◆ WORK TASK:
Everything from the first line below through the line with "pub struct NewPromoRule" is to be transcribed exactly, and nothing past it.

◆ ENTRIES SHOWN:
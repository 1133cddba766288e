use async_trait::async_trait;
use be_remote_db::{
    DatabaseManager, DbResult, DiscountType, PromoCode, PromoUsage, PromoValidation, WheelPrize,
};
use chrono::{DateTime, Utc};
use rust_decimal::Decimal;
use uuid::Uuid;

/// Fields of a promo rule created for a wheel prize.
#[derive(Debug, Clone, PartialEq)]
pub struct NewPromoRule {
    pub code: String,
    pub description: String,
    pub discount_type: DiscountType,
    pub value: Decimal,
    pub min_order_amount: Decimal,
    pub valid_until: DateTime<Utc>,
}

#[derive(Debug, Clone, PartialEq)]
pub struct NewWheelPrize {
    pub user_id: Uuid,
    pub code: String,
    pub prize_type: String,
    pub promo_code_id: Option<Uuid>,
    pub description: String,
    pub valid_until: DateTime<Utc>,
}

#[derive(Debug, Clone, PartialEq)]
pub struct GeneralValidation {
    pub code: String,
    pub user_id: Option<Uuid>,
    pub order_amount: Decimal,
    pub restaurant_id: Option<Uuid>,
    pub is_first_order: bool,
}

#[async_trait]
pub trait PromoStore: Send + Sync {
    async fn user_exists(&self, user_id: Uuid) -> DbResult<bool>;

    async fn wheel_prize(&self, code: &str) -> DbResult<Option<WheelPrize>>;

    async fn promo_by_id(&self, promo_code_id: Uuid) -> DbResult<Option<PromoCode>>;

    async fn promo_by_code(&self, code: &str) -> DbResult<Option<PromoCode>>;

    /// Rule check for codes outside the wheel namespace, done atomically by
    /// the database.
    async fn validate_general(&self, request: &GeneralValidation) -> DbResult<PromoValidation>;

    async fn order_customer(&self, order_id: Uuid) -> DbResult<Option<Uuid>>;

    async fn record_usage(
        &self,
        promo_code_id: Option<Uuid>,
        wheel_prize_id: Option<Uuid>,
        user_id: Uuid,
        order_id: Uuid,
        discount_amount: Decimal,
    ) -> DbResult<PromoUsage>;

    async fn increment_usage(&self, promo_code_id: Uuid) -> DbResult<()>;

    /// Consumes a wheel prize and records its usage atomically. `None` when
    /// the prize was already consumed; on any error the prize stays unused.
    async fn redeem_prize(
        &self,
        wheel_prize_id: Uuid,
        promo_code_id: Option<Uuid>,
        user_id: Uuid,
        order_id: Uuid,
        discount_amount: Decimal,
    ) -> DbResult<Option<PromoUsage>>;

    async fn code_exists(&self, code: &str) -> DbResult<bool>;

    async fn create_promo(&self, rule: NewPromoRule) -> DbResult<PromoCode>;

    async fn create_prize(&self, prize: NewWheelPrize) -> DbResult<WheelPrize>;
}

#[async_trait]
impl PromoStore for DatabaseManager {
    async fn user_exists(&self, user_id: Uuid) -> DbResult<bool> {
        Ok(self.get_user_role(user_id).await?.is_some())
    }

    async fn wheel_prize(&self, code: &str) -> DbResult<Option<WheelPrize>> {
        self.find_wheel_prize_by_code(code).await
    }

    async fn promo_by_id(&self, promo_code_id: Uuid) -> DbResult<Option<PromoCode>> {
        self.find_promo_code(promo_code_id).await
    }

    async fn promo_by_code(&self, code: &str) -> DbResult<Option<PromoCode>> {
        self.find_promo_code_by_code(code).await
    }

    async fn validate_general(&self, request: &GeneralValidation) -> DbResult<PromoValidation> {
        self.validate_promo_code()
            .code(&request.code)
            .maybe_user_id(request.user_id)
            .order_amount(request.order_amount)
            .maybe_restaurant_id(request.restaurant_id)
            .is_first_order(request.is_first_order)
            .call()
            .await
    }

    async fn order_customer(&self, order_id: Uuid) -> DbResult<Option<Uuid>> {
        Ok(self.find_order(order_id).await?.map(|o| o.customer_id))
    }

    async fn record_usage(
        &self,
        promo_code_id: Option<Uuid>,
        wheel_prize_id: Option<Uuid>,
        user_id: Uuid,
        order_id: Uuid,
        discount_amount: Decimal,
    ) -> DbResult<PromoUsage> {
        self.record_promo_usage()
            .maybe_promo_code_id(promo_code_id)
            .maybe_wheel_prize_id(wheel_prize_id)
            .user_id(user_id)
            .order_id(order_id)
            .discount_amount(discount_amount)
            .call()
            .await
    }

    async fn increment_usage(&self, promo_code_id: Uuid) -> DbResult<()> {
        self.increment_promo_usage(promo_code_id).await
    }

    async fn redeem_prize(
        &self,
        wheel_prize_id: Uuid,
        promo_code_id: Option<Uuid>,
        user_id: Uuid,
        order_id: Uuid,
        discount_amount: Decimal,
    ) -> DbResult<Option<PromoUsage>> {
        self.redeem_wheel_prize()
            .wheel_prize_id(wheel_prize_id)
            .maybe_promo_code_id(promo_code_id)
            .user_id(user_id)
            .order_id(order_id)
            .discount_amount(discount_amount)
            .call()
            .await
    }

    async fn code_exists(&self, code: &str) -> DbResult<bool> {
        self.wheel_code_exists(code).await
    }

    async fn create_promo(&self, rule: NewPromoRule) -> DbResult<PromoCode> {
        self.create_promo_code()
            .code(rule.code)
            .description(rule.description)
            .discount_type(rule.discount_type)
            .value(rule.value)
            .min_order_amount(rule.min_order_amount)
            .valid_until(rule.valid_until)
            .max_uses(1)
            .max_uses_per_user(1)
            .call()
            .await
    }

    async fn create_prize(&self, prize: NewWheelPrize) -> DbResult<WheelPrize> {
        self.create_wheel_prize()
            .user_id(prize.user_id)
            .code(prize.code)
            .prize_type(prize.prize_type)
            .maybe_promo_code_id(prize.promo_code_id)
            .description(prize.description)
            .valid_until(prize.valid_until)
            .call()
            .await
    }
}
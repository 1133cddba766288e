use std::sync::Arc;

use anyhow::{Context, Result};
use axum::{
    Extension, Router,
    extract::DefaultBodyLimit,
    routing::{get, post},
};
use be_authz::IdentityGate;
use be_remote_db::DatabaseManager;
use tower::ServiceBuilder;
use tower_http::trace::TraceLayer;
use tracing::debug;

pub mod cancellation;
pub mod error;
pub mod handlers;
pub mod payouts;
pub mod reset;
pub mod service;
pub mod sirene;
pub mod store;
pub mod types;

#[cfg(test)]
mod testing;

use service::AppState;

pub fn create_router(state: Arc<AppState>) -> Router {
    Router::new()
        .route("/admin/orders/cancel/{order_id}", post(handlers::cancel_order))
        .route("/admin/orders/cancel-pending", post(handlers::cancel_pending))
        .route(
            "/admin/orders/cancel-refunded-today",
            get(handlers::preview_refunded_today).post(handlers::cancel_refunded_today),
        )
        .route(
            "/admin/delivery-payments/create",
            post(handlers::create_delivery_payment),
        )
        .route("/admin/reset", post(handlers::reset_platform))
        .route("/admin/sirene/search", get(handlers::search_registry))
        .layer(Extension(state.gate.clone()))
        .layer(DefaultBodyLimit::max(64 * 1024))
        .layer(ServiceBuilder::new().layer(TraceLayer::new_for_http()))
        .with_state(state)
}

pub fn init_admin_service(db: Arc<DatabaseManager>, gate: IdentityGate) -> Result<Router> {
    debug!("Initializing admin service");

    let state =
        Arc::new(AppState::from_env(db, gate).context("Failed to create admin service state")?);

    Ok(create_router(state))
}

pub use cancellation::{BatchOutcome, Cancellation, Canceller};
pub use error::AdminError;
pub use store::AdminStore;
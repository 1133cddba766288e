use axum::{
    Json,
    http::StatusCode,
    response::{IntoResponse, Response},
};
use serde_json::json;

#[derive(Debug, thiserror::Error)]
pub enum AuthzError {
    #[error("Authentication required")]
    MissingToken,

    #[error("Invalid or expired token")]
    InvalidToken(String),

    #[error("Unknown user")]
    UnknownUser,

    #[error("Insufficient permissions")]
    Forbidden,

    #[error("Too many failed authentication attempts. Try again later.")]
    RateLimited,

    #[error("Role lookup failed: {0}")]
    Directory(String),

    #[error("Identity gate is not configured")]
    NotConfigured,
}

impl AuthzError {
    pub fn status_code(&self) -> StatusCode {
        match self {
            AuthzError::MissingToken | AuthzError::InvalidToken(_) | AuthzError::UnknownUser => {
                StatusCode::UNAUTHORIZED
            }
            AuthzError::Forbidden => StatusCode::FORBIDDEN,
            AuthzError::RateLimited => StatusCode::TOO_MANY_REQUESTS,
            AuthzError::Directory(_) | AuthzError::NotConfigured => {
                StatusCode::INTERNAL_SERVER_ERROR
            }
        }
    }

    /// Failures that count against the per-IP limiter.
    pub fn is_credential_failure(&self) -> bool {
        matches!(
            self,
            AuthzError::MissingToken | AuthzError::InvalidToken(_) | AuthzError::UnknownUser
        )
    }
}

impl IntoResponse for AuthzError {
    fn into_response(self) -> Response {
        let status = self.status_code();

        let message = match &self {
            AuthzError::Directory(detail) => {
                tracing::error!(error = %detail, "Role lookup failed");
                "Authorization error".to_string()
            }
            AuthzError::NotConfigured => {
                tracing::error!("IdentityGate missing from request extensions");
                "Authorization error".to_string()
            }
            AuthzError::InvalidToken(detail) => {
                tracing::debug!(error = %detail, "Rejected access token");
                self.to_string()
            }
            other => other.to_string(),
        };

        (status, Json(json!({ "error": message }))).into_response()
    }
}
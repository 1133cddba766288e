use std::sync::Arc;

use auth_core::Role;
use axum::Json;
use axum::extract::State;
use be_authz::{AuthUser, authorize};
use chrono::Utc;

use crate::error::PromoError;
use crate::generator::{GenerateRequest, GeneratedPrize, generate};
use crate::service::AppState;
use crate::types::{ApplyBody, GenerateBody, ValidateBody};
use crate::usage::{ApplyOutcome, ApplyRequest, apply};
use crate::validator::{ValidateRequest, ValidationOutcome, validate};

// ---------------------------------------------------------------------------
// POST /promo-codes/validate
// ---------------------------------------------------------------------------

/// Public: checkout calls this before the customer signs in.
pub async fn validate_code(
    State(state): State<Arc<AppState>>,
    Json(body): Json<ValidateBody>,
) -> Result<Json<ValidationOutcome>, PromoError> {
    let request = ValidateRequest::try_from(body)?;
    let outcome = validate(state.store.as_ref(), request, Utc::now()).await?;
    Ok(Json(outcome))
}

// ---------------------------------------------------------------------------
// POST /promo-codes/apply
// ---------------------------------------------------------------------------

pub async fn apply_code(
    State(state): State<Arc<AppState>>,
    AuthUser(principal): AuthUser,
    Json(body): Json<ApplyBody>,
) -> Result<Json<ApplyOutcome>, PromoError> {
    authorize(&principal, &Role::ALL)?;

    let request = ApplyRequest::try_from(body)?;
    let outcome = apply(state.store.as_ref(), principal.user_id, request, Utc::now()).await?;
    Ok(Json(outcome))
}

// ---------------------------------------------------------------------------
// POST /promo-codes/generate
// ---------------------------------------------------------------------------

pub async fn generate_prize(
    State(state): State<Arc<AppState>>,
    AuthUser(principal): AuthUser,
    Json(body): Json<GenerateBody>,
) -> Result<Json<GeneratedPrize>, PromoError> {
    authorize(&principal, &Role::ALL)?;

    let request = GenerateRequest::try_from(body)?;
    let prize = generate(state.store.as_ref(), principal.user_id, request, Utc::now()).await?;
    Ok(Json(prize))
}
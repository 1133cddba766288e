//! Transactional email for order, complaint and delivery events.
//!
//! [`HttpMailer`] posts to a JSON email API (Brevo by default). When no API
//! key is configured, [`mailer_from_env`] returns a [`DisabledMailer`] that
//! logs and drops messages.

mod config;
mod error;
mod mailer;
mod templates;

use std::sync::Arc;

pub use config::EmailConfig;
pub use error::EmailError;
pub use mailer::{DisabledMailer, EmailMessage, HttpMailer, Mailer};
pub use templates::EmailTemplate;

pub fn mailer_from_env() -> Arc<dyn Mailer> {
    let config = EmailConfig::from_env();

    if config.api_key.is_none() {
        tracing::warn!("EMAIL_API_KEY not set; outgoing email is disabled");
        return Arc::new(DisabledMailer);
    }

    match HttpMailer::new(config) {
        Ok(mailer) => Arc::new(mailer),
        Err(e) => {
            tracing::error!(error = %e, "Failed to build HTTP mailer; outgoing email is disabled");
            Arc::new(DisabledMailer)
        }
    }
}
use std::collections::{HashMap, HashSet};

use async_trait::async_trait;
use be_notification_service::{LedgerPayload, NotificationPayload, OutboxStore};
use be_payment_service::gateway::{CreatedIntent, IntentRequest};
use be_payment_service::{
    GatewayError, IssuedRefund, PaymentGateway, RefundRequest, RefundableBalance,
};
use be_remote_db::{
    DbError, DbResult, DeliveryTransfer, Order, OrderStatus, OutboxKind, OutboxTask,
    PaymentStatus, ResettableTable, User, UserRole,
};
use chrono::{DateTime, Utc};
use parking_lot::Mutex;
use rust_decimal::Decimal;
use uuid::Uuid;

use crate::store::{AdminStore, NewTransfer};

pub const CUSTOMER: Uuid = Uuid::from_u128(9);
pub const DRIVER: Uuid = Uuid::from_u128(0xd1);

/// A pending, unpaid order of 18.00 plus 3.00 delivery.
pub fn order(id: Uuid) -> Order {
    let now = Utc::now();
    Order {
        id,
        customer_id: CUSTOMER,
        restaurant_id: Uuid::from_u128(10),
        driver_id: None,
        total: Decimal::new(1800, 2),
        delivery_fee: Decimal::new(300, 2),
        discount_amount: Decimal::ZERO,
        promo_code_id: None,
        status: OrderStatus::Pending,
        payment_status: PaymentStatus::Pending,
        payment_intent_id: None,
        refund_id: None,
        refund_amount: None,
        refunded_at: None,
        driver_paid_at: None,
        delivery_postal_code: None,
        created_at: now,
        updated_at: now,
    }
}

pub fn user(id: Uuid, role: UserRole) -> User {
    let now = Utc::now();
    User {
        id,
        email: format!("{}@example.test", &id.to_string()[..8]),
        full_name: Some("Camille Martin".to_string()),
        role,
        is_flagged: false,
        created_at: now,
        updated_at: now,
    }
}

#[derive(Default)]
struct StoreState {
    orders: HashMap<Uuid, Order>,
    users: HashMap<Uuid, User>,
    transfers: Vec<DeliveryTransfer>,
    failing_payouts: HashSet<Uuid>,
    row_counts: HashMap<&'static str, i64>,
    failing_tables: HashSet<&'static str>,
    deleted_tables: Vec<&'static str>,
}

pub struct FakeAdminStore {
    state: Mutex<StoreState>,
}

impl Default for FakeAdminStore {
    fn default() -> Self {
        let store = Self {
            state: Mutex::new(StoreState::default()),
        };
        store.insert_user(user(CUSTOMER, UserRole::Customer));
        store.insert_user(user(DRIVER, UserRole::Delivery));
        store
    }
}

impl FakeAdminStore {
    pub fn insert_order(&self, order: Order) {
        self.state.lock().orders.insert(order.id, order);
    }

    pub fn order(&self, id: Uuid) -> Option<Order> {
        self.state.lock().orders.get(&id).cloned()
    }

    pub fn insert_user(&self, user: User) {
        self.state.lock().users.insert(user.id, user);
    }

    pub fn transfers(&self) -> Vec<DeliveryTransfer> {
        self.state.lock().transfers.clone()
    }

    pub fn fail_payout_marking(&self, order_id: Uuid) {
        self.state.lock().failing_payouts.insert(order_id);
    }

    pub fn set_row_count(&self, table: ResettableTable, count: i64) {
        self.state
            .lock()
            .row_counts
            .insert(table.table_name(), count);
    }

    pub fn fail_table(&self, table: ResettableTable) {
        self.state.lock().failing_tables.insert(table.table_name());
    }

    pub fn deleted_tables(&self) -> Vec<&'static str> {
        self.state.lock().deleted_tables.clone()
    }
}

#[async_trait]
impl AdminStore for FakeAdminStore {
    async fn find_order(&self, order_id: Uuid) -> DbResult<Option<Order>> {
        Ok(self.order(order_id))
    }

    async fn cancel_if_active(&self, order_id: Uuid) -> DbResult<Option<Order>> {
        let mut state = self.state.lock();
        match state.orders.get_mut(&order_id) {
            Some(order) if order.status.can_transition_to(OrderStatus::Cancelled) => {
                order.status = OrderStatus::Cancelled;
                order.updated_at = Utc::now();
                Ok(Some(order.clone()))
            }
            _ => Ok(None),
        }
    }

    async fn mark_refunded(
        &self,
        order_id: Uuid,
        refund_id: Option<&str>,
        amount: Decimal,
    ) -> DbResult<bool> {
        let mut state = self.state.lock();
        match state.orders.get_mut(&order_id) {
            Some(order) if order.payment_status.is_captured() => {
                order.payment_status = PaymentStatus::Refunded;
                order.refund_id = refund_id.map(str::to_string);
                order.refund_amount = Some(amount);
                order.refunded_at = Some(Utc::now());
                Ok(true)
            }
            _ => Ok(false),
        }
    }

    async fn pending_for_cancellation(&self, include_unpaid: bool) -> DbResult<Vec<Order>> {
        let mut orders: Vec<Order> = self
            .state
            .lock()
            .orders
            .values()
            .filter(|o| o.status == OrderStatus::Pending)
            .filter(|o| {
                o.payment_status.is_captured()
                    || (include_unpaid && o.payment_status == PaymentStatus::Pending)
            })
            .cloned()
            .collect();
        orders.sort_by_key(|o| o.created_at);
        Ok(orders)
    }

    async fn refunded_uncancelled_since(&self, since: DateTime<Utc>) -> DbResult<Vec<Order>> {
        let mut orders: Vec<Order> = self
            .state
            .lock()
            .orders
            .values()
            .filter(|o| {
                o.payment_status == PaymentStatus::Refunded
                    && o.status != OrderStatus::Cancelled
                    && o.created_at >= since
            })
            .cloned()
            .collect();
        orders.sort_by_key(|o| o.created_at);
        Ok(orders)
    }

    async fn find_user(&self, user_id: Uuid) -> DbResult<Option<User>> {
        Ok(self.state.lock().users.get(&user_id).cloned())
    }

    async fn create_transfer(&self, transfer: NewTransfer) -> DbResult<DeliveryTransfer> {
        let mut state = self.state.lock();
        let created = DeliveryTransfer {
            id: Uuid::from_u128(0x7000 + state.transfers.len() as u128),
            driver_id: transfer.driver_id,
            amount: transfer.amount,
            transfer_date: transfer.transfer_date,
            reference: transfer.reference,
            notes: transfer.notes,
            created_by: transfer.created_by,
            created_at: Utc::now(),
        };
        state.transfers.push(created.clone());
        Ok(created)
    }

    async fn unpaid_deliveries(&self, driver_id: Uuid) -> DbResult<Vec<Order>> {
        let mut orders: Vec<Order> = self
            .state
            .lock()
            .orders
            .values()
            .filter(|o| {
                o.driver_id == Some(driver_id)
                    && o.status == OrderStatus::Delivered
                    && o.driver_paid_at.is_none()
            })
            .cloned()
            .collect();
        orders.sort_by_key(|o| o.created_at);
        Ok(orders)
    }

    async fn mark_delivery_paid(&self, order_id: Uuid) -> DbResult<bool> {
        let mut state = self.state.lock();
        if state.failing_payouts.contains(&order_id) {
            return Err(DbError::Connection("connection reset".to_string()));
        }
        match state.orders.get_mut(&order_id) {
            Some(order) if order.driver_paid_at.is_none() => {
                order.driver_paid_at = Some(Utc::now());
                Ok(true)
            }
            _ => Ok(false),
        }
    }

    async fn count_rows(&self, table: ResettableTable) -> DbResult<i64> {
        Ok(self
            .state
            .lock()
            .row_counts
            .get(table.table_name())
            .copied()
            .unwrap_or(0))
    }

    async fn delete_rows(&self, table: ResettableTable) -> DbResult<u64> {
        let mut state = self.state.lock();
        let name = table.table_name();
        if state.failing_tables.contains(name) {
            return Err(DbError::ForeignKeyViolation {
                entity: name.to_string(),
            });
        }
        state.deleted_tables.push(name);
        let count = state.row_counts.insert(name, 0).unwrap_or(0);
        Ok(count.max(0) as u64)
    }
}

#[derive(Default)]
struct GatewayState {
    balances: HashMap<String, Option<RefundableBalance>>,
    refunds: Vec<RefundRequest>,
    fail_refunds: bool,
}

#[derive(Default)]
pub struct FakeGateway {
    state: Mutex<GatewayState>,
}

impl FakeGateway {
    pub fn set_balance(&self, intent_id: &str, captured_cents: i64, refunded_cents: i64) {
        self.state.lock().balances.insert(
            intent_id.to_string(),
            Some(RefundableBalance {
                captured_cents,
                refunded_cents,
            }),
        );
    }

    /// The intent exists but the processor reports no charge on it.
    pub fn set_no_charge(&self, intent_id: &str) {
        self.state.lock().balances.insert(intent_id.to_string(), None);
    }

    pub fn fail_refunds(&self) {
        self.state.lock().fail_refunds = true;
    }

    pub fn refunds(&self) -> Vec<RefundRequest> {
        self.state.lock().refunds.clone()
    }
}

#[async_trait]
impl PaymentGateway for FakeGateway {
    async fn create_intent(&self, request: IntentRequest) -> Result<CreatedIntent, GatewayError> {
        Ok(CreatedIntent {
            id: format!("pi_{}", request.idempotency_key),
            client_secret: "secret".to_string(),
        })
    }

    async fn refundable_balance(
        &self,
        intent_id: &str,
    ) -> Result<Option<RefundableBalance>, GatewayError> {
        self.state
            .lock()
            .balances
            .get(intent_id)
            .copied()
            .ok_or_else(|| GatewayError::Rejected {
                status: 404,
                message: format!("No such payment_intent: {intent_id}"),
            })
    }

    async fn refund(&self, request: RefundRequest) -> Result<IssuedRefund, GatewayError> {
        let mut state = self.state.lock();
        if state.fail_refunds {
            return Err(GatewayError::Communication("connection reset".to_string()));
        }
        if let Some(Some(balance)) = state.balances.get_mut(&request.intent_id) {
            balance.refunded_cents += request.amount_cents;
        }
        let issued = IssuedRefund {
            id: format!("re_{}", state.refunds.len() + 1),
            amount_cents: request.amount_cents,
        };
        state.refunds.push(request);
        Ok(issued)
    }
}

/// Records enqueued side effects without delivering them.
#[derive(Default)]
pub struct RecordingOutbox {
    tasks: Mutex<Vec<(OutboxKind, serde_json::Value)>>,
}

impl RecordingOutbox {
    pub fn count(&self, kind: OutboxKind) -> usize {
        self.tasks.lock().iter().filter(|(k, _)| *k == kind).count()
    }

    pub fn payloads(&self, kind: OutboxKind) -> Vec<serde_json::Value> {
        self.tasks
            .lock()
            .iter()
            .filter(|(k, _)| *k == kind)
            .map(|(_, p)| p.clone())
            .collect()
    }

    pub fn last_notification_kind(&self) -> Option<String> {
        self.payloads(OutboxKind::Notification)
            .last()
            .and_then(|p| p["kind"].as_str().map(str::to_string))
    }
}

#[async_trait]
impl OutboxStore for RecordingOutbox {
    async fn enqueue(&self, kind: OutboxKind, payload: serde_json::Value) -> DbResult<Uuid> {
        let mut tasks = self.tasks.lock();
        tasks.push((kind, payload));
        Ok(Uuid::from_u128(tasks.len() as u128))
    }

    async fn claim_due(
        &self,
        _limit: i64,
        _lease: std::time::Duration,
    ) -> DbResult<Vec<OutboxTask>> {
        Ok(Vec::new())
    }

    async fn complete(&self, _task_id: Uuid) -> DbResult<()> {
        Ok(())
    }

    async fn record_failure(
        &self,
        _task_id: Uuid,
        _error: &str,
        _retry_at: Option<DateTime<Utc>>,
    ) -> DbResult<()> {
        Ok(())
    }

    async fn insert_notification(&self, _notification: &NotificationPayload) -> DbResult<()> {
        Ok(())
    }

    async fn insert_ledger_entry(&self, _entry: &LedgerPayload) -> DbResult<()> {
        Ok(())
    }
}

◆ WRITTEN ANSWER:
repository 1133cddba766288e
use async_trait::async_trait;
use be_remote_db::{
    DatabaseManager, DbResult, DiscountType, PromoCode, PromoUsage, PromoValidation, WheelPrize,
};
use chrono::{DateTime, Utc};
use rust_decimal::Decimal;
use uuid::Uuid;

/// Fields of a promo rule created for a wheel prize.
#[derive(Debug, Clone, PartialEq)]
pub struct NewPromoRule {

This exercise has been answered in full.